5. No Rights Granted. Nothing in this Agreement will be construed to grant any rights under any patent, copyright, or other right held now or hereafter by either party, nor shall this Agreement grant either party any rights in or to the other party’s Confidential Information. All materials (including, without limitation, documents, drawings, models, apparatus, sketches, designs, lists and all other tangible media of expression) furnished by each of the parties, as Disclosing Party, to the other party, as Recipient, shall remain the property of such Disclosing Party. Nothing in this Agreement will be construed as creating an obligation on the parties to enter into a future relationship with respect to the Confidential Information.
6. No Warranty. All confidential information is provided “AS IS” and without any warranty, express, implied or otherwise, regarding such confidential information’s accuracy or performance.
7. Term. This Agreement shall expire two (2) years after the Effective Date. The Recipient’s obligation under this Agreement to preserve the confidentiality of any and all of the Confidential Information disclosed to it by the Disclosing Party shall continue for period of five (5) years subsequent to expiration of this Agreement.
8. No Assignment.

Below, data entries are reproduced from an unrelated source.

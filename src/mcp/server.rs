//! MCP Server Loop
//!
//! Serves the MCP protocol over stdio: newline-delimited JSON-RPC requests
//! on stdin, responses on stdout. Logging goes to stderr; stdout belongs to
//! the protocol.

use std::sync::Arc;

use tokio::io::{AsyncBufReadExt, AsyncWriteExt, BufReader};
use tracing::{debug, error, info};

use super::context::ToolContext;
use super::protocol::{
    methods, InitializeParams, InitializeResult, McpError, McpRequest, McpResponse, PingResult,
    ServerCapabilities, ServerInfo, ToolsCallParams, ToolsCapability, ToolsListResult,
    MCP_PROTOCOL_VERSION,
};
use super::registry::McpRegistry;
use crate::baserow::BaserowClient;

/// State shared across all requests of one MCP session.
pub struct McpState {
    pub registry: Arc<McpRegistry>,
    pub client: Arc<BaserowClient>,
}

/// Create the MCP state with all tools registered.
pub fn create_mcp_state(client: Arc<BaserowClient>) -> McpState {
    let mut registry = McpRegistry::new();
    super::tools::register_all_tools(&mut registry);

    info!(
        "MCP registry initialized with {} tools",
        registry.tool_count()
    );

    McpState {
        registry: Arc::new(registry),
        client,
    }
}

/// Serve MCP over stdin/stdout until stdin closes.
pub async fn serve_stdio(state: McpState) -> anyhow::Result<()> {
    let stdin = tokio::io::stdin();
    let mut stdout = tokio::io::stdout();
    let mut lines = BufReader::new(stdin).lines();
    let mut initialized = false;

    info!("serving MCP on stdio");

    while let Some(line) = lines.next_line().await? {
        let line = line.trim();
        if line.is_empty() {
            continue;
        }

        if let Some(response) = handle_message(line, &state, &mut initialized).await {
            match serde_json::to_string(&response) {
                Ok(json) => {
                    stdout.write_all(json.as_bytes()).await?;
                    stdout.write_all(b"\n").await?;
                    stdout.flush().await?;
                }
                Err(e) => {
                    error!("Failed to serialize MCP response: {}", e);
                }
            }
        }
    }

    info!("stdin closed, shutting down");
    Ok(())
}

/// Handle a single MCP message. Returns `None` for notifications.
pub async fn handle_message(
    text: &str,
    state: &McpState,
    initialized: &mut bool,
) -> Option<McpResponse> {
    // Parse the request
    let request: McpRequest = match serde_json::from_str(text) {
        Ok(req) => req,
        Err(e) => {
            return Some(McpResponse::error(
                None,
                McpError::ParseError(e.to_string()),
            ));
        }
    };

    // Notifications get no response
    match request.method.as_str() {
        methods::INITIALIZED | methods::SHUTDOWN => return None,
        _ => {}
    }

    // A request without an id is a notification per JSON-RPC, so there is
    // nothing to reply to even when the method expects a response.
    let request_id = match request.id.clone() {
        Some(id) => id,
        None => return None,
    };

    // Dispatch based on method
    let result = match request.method.as_str() {
        methods::INITIALIZE => handle_initialize(&request, initialized).await,
        methods::PING => handle_ping(&request).await,
        methods::TOOLS_LIST => {
            if !*initialized {
                Err(McpError::InvalidRequest("Not initialized".to_string()))
            } else {
                handle_tools_list(state).await
            }
        }
        methods::TOOLS_CALL => {
            if !*initialized {
                Err(McpError::InvalidRequest("Not initialized".to_string()))
            } else {
                handle_tools_call(&request, state).await
            }
        }
        other => Err(McpError::MethodNotFound(other.to_string())),
    };

    Some(match result {
        Ok(value) => McpResponse::success(request_id, value),
        Err(error) => McpResponse::error(Some(request_id), error),
    })
}

async fn handle_initialize(
    request: &McpRequest,
    initialized: &mut bool,
) -> Result<serde_json::Value, McpError> {
    let params: Option<InitializeParams> = request
        .params
        .clone()
        .map(serde_json::from_value)
        .transpose()
        .map_err(|e| McpError::InvalidParams(e.to_string()))?;

    if let Some(params) = &params {
        debug!(
            client = %params.client_info.name,
            version = %params.client_info.version,
            "initialize from client"
        );
    }

    *initialized = true;

    let result = InitializeResult {
        protocol_version: MCP_PROTOCOL_VERSION.to_string(),
        capabilities: ServerCapabilities {
            tools: Some(ToolsCapability { list_changed: None }),
        },
        server_info: ServerInfo {
            name: "baserow-mcp".to_string(),
            version: env!("CARGO_PKG_VERSION").to_string(),
        },
    };

    serde_json::to_value(result).map_err(|e| McpError::InternalError(e.to_string()))
}

async fn handle_ping(_request: &McpRequest) -> Result<serde_json::Value, McpError> {
    serde_json::to_value(PingResult {}).map_err(|e| McpError::InternalError(e.to_string()))
}

async fn handle_tools_list(state: &McpState) -> Result<serde_json::Value, McpError> {
    // Capabilities are read live, so switching tokens at runtime changes
    // the visible tool set.
    let capabilities = state.client.auth().status().await.capabilities;
    let tools = state.registry.get_available_tools(&capabilities);

    let result = ToolsListResult { tools };

    serde_json::to_value(result).map_err(|e| McpError::InternalError(e.to_string()))
}

async fn handle_tools_call(
    request: &McpRequest,
    state: &McpState,
) -> Result<serde_json::Value, McpError> {
    let params: ToolsCallParams = request
        .params
        .clone()
        .map(serde_json::from_value)
        .transpose()
        .map_err(|e| McpError::InvalidParams(e.to_string()))?
        .ok_or_else(|| McpError::InvalidParams("Missing params".to_string()))?;

    let capabilities = state.client.auth().status().await.capabilities;

    // Find the tool
    let tool = state
        .registry
        .get_tool(&params.name, &capabilities)
        .ok_or_else(|| {
            if state.registry.has_tool(&params.name) {
                McpError::PermissionDenied(format!(
                    "Tool not available with the current credentials: {}",
                    params.name
                ))
            } else {
                McpError::MethodNotFound(format!("Unknown tool: {}", params.name))
            }
        })?;

    // Execute the tool
    let ctx = ToolContext::new(state.client.clone());
    let arguments = params.arguments.unwrap_or(serde_json::json!({}));
    let result = (tool.handler)(ctx, arguments).await?;

    serde_json::to_value(result).map_err(|e| McpError::InternalError(e.to_string()))
}
//! MCP Tool Registry
//!
//! Manages registration and lookup of tools, gated by the capabilities of
//! the currently held Baserow credentials.

use std::collections::HashMap;
use std::future::Future;
use std::pin::Pin;
use std::sync::Arc;

use serde_json::Value;

use super::context::ToolContext;
use super::protocol::{McpError, ToolDefinition, ToolsCallResult};
use crate::baserow::Capability;

// ============================================================================
// Tool Types
// ============================================================================

/// Result type for tool execution
pub type ToolResult = Result<ToolsCallResult, McpError>;

/// Boxed future for async tool execution
pub type ToolFuture = Pin<Box<dyn Future<Output = ToolResult> + Send>>;

/// Tool handler function type
pub type ToolHandler = Arc<dyn Fn(ToolContext, Value) -> ToolFuture + Send + Sync>;

/// A registered tool with metadata and handler
pub struct RegisteredTool {
    pub name: String,
    pub description: String,
    pub input_schema: Value,
    pub capabilities: Vec<Capability>,
    pub handler: ToolHandler,
}

// ============================================================================
// Registry
// ============================================================================

/// Registry for MCP tools
pub struct McpRegistry {
    tools: HashMap<String, RegisteredTool>,
}

impl McpRegistry {
    pub fn new() -> Self {
        Self {
            tools: HashMap::new(),
        }
    }

    /// Register a tool
    pub fn register_tool(&mut self, tool: RegisteredTool) {
        self.tools.insert(tool.name.clone(), tool);
    }

    /// Get tools available under the given capabilities
    pub fn get_available_tools(&self, capabilities: &[Capability]) -> Vec<ToolDefinition> {
        self.tools
            .values()
            .filter(|tool| tool.capabilities.iter().all(|c| capabilities.contains(c)))
            .map(|tool| ToolDefinition {
                name: tool.name.clone(),
                description: tool.description.clone(),
                input_schema: tool.input_schema.clone(),
            })
            .collect()
    }

    /// Get a tool by name, checking capabilities
    pub fn get_tool(&self, name: &str, capabilities: &[Capability]) -> Option<&RegisteredTool> {
        self.tools
            .get(name)
            .filter(|tool| tool.capabilities.iter().all(|c| capabilities.contains(c)))
    }

    /// Whether a tool is registered at all, regardless of capabilities.
    /// Lets callers distinguish "forbidden" from "unknown".
    pub fn has_tool(&self, name: &str) -> bool {
        self.tools.contains_key(name)
    }

    /// Get the number of registered tools
    pub fn tool_count(&self) -> usize {
        self.tools.len()
    }
}

impl Default for McpRegistry {
    fn default() -> Self {
        Self::new()
    }
}

// ============================================================================
// Builder helpers
// ============================================================================

/// Builder for registering a tool
pub struct ToolBuilder {
    name: String,
    description: String,
    input_schema: Value,
    capabilities: Vec<Capability>,
}

impl ToolBuilder {
    pub fn new(name: impl Into<String>) -> Self {
        Self {
            name: name.into(),
            description: String::new(),
            input_schema: serde_json::json!({
                "type": "object",
                "properties": {}
            }),
            capabilities: Vec::new(),
        }
    }

    pub fn description(mut self, desc: impl Into<String>) -> Self {
        self.description = desc.into();
        self
    }

    pub fn input_schema(mut self, schema: Value) -> Self {
        self.input_schema = schema;
        self
    }

    pub fn capability(mut self, capability: Capability) -> Self {
        self.capabilities.push(capability);
        self
    }

    pub fn build<F, Fut>(self, handler: F) -> RegisteredTool
    where
        F: Fn(ToolContext, Value) -> Fut + Send + Sync + 'static,
        Fut: Future<Output = ToolResult> + Send + 'static,
    {
        RegisteredTool {
            name: self.name,
            description: self.description,
            input_schema: self.input_schema,
            capabilities: self.capabilities,
            handler: Arc::new(move |ctx, params| Box::pin(handler(ctx, params))),
        }
    }
}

Neither party shall assign or transfer any rights or obligations under this Agreement without the prior written consent of the other party, which consent shall not be unreasonably withheld. This Agreement shall be binding upon and for the benefit of the undersigned parties, their successors and assigns.
9. No Waiver; Modification. Failure to enforce any provision of this Agreement by a party shall not constitute a waiver of any term hereof by such party. This Agreement may be amended or modified only by mutual agreement of authorized representatives of the parties in writing.
10. Governing Law; Jurisdiction. This Agreement shall be governed by the laws of the State of California, United States. The federal and state courts within the State of California shall have jurisdiction to adjudicate any dispute arising out of this Agreement, provided, for clarity, that the Disclosing Party may seeking injunctive relief in any court of competent jurisdiction to prevent any ongoing breach of this Agreement by the Recipient.
2
11. Remedies. A breach by either party of any of the promises or agreements contained herein may result in irreparable and continuing damage to the other party for which there may be no adequate remedy at law, and such other party shall be entitled to seek injunctive relief and/or a decree for specific performance, and such other relief as may be proper (including monetary damages if appropriate).
12. Entire Agreement. This Agreement constitutes the entire agreement with respect to the Confidential Information disclosed hereunder and supersedes all prior or contemporaneous oral or written agreements concerning such Confidential Information.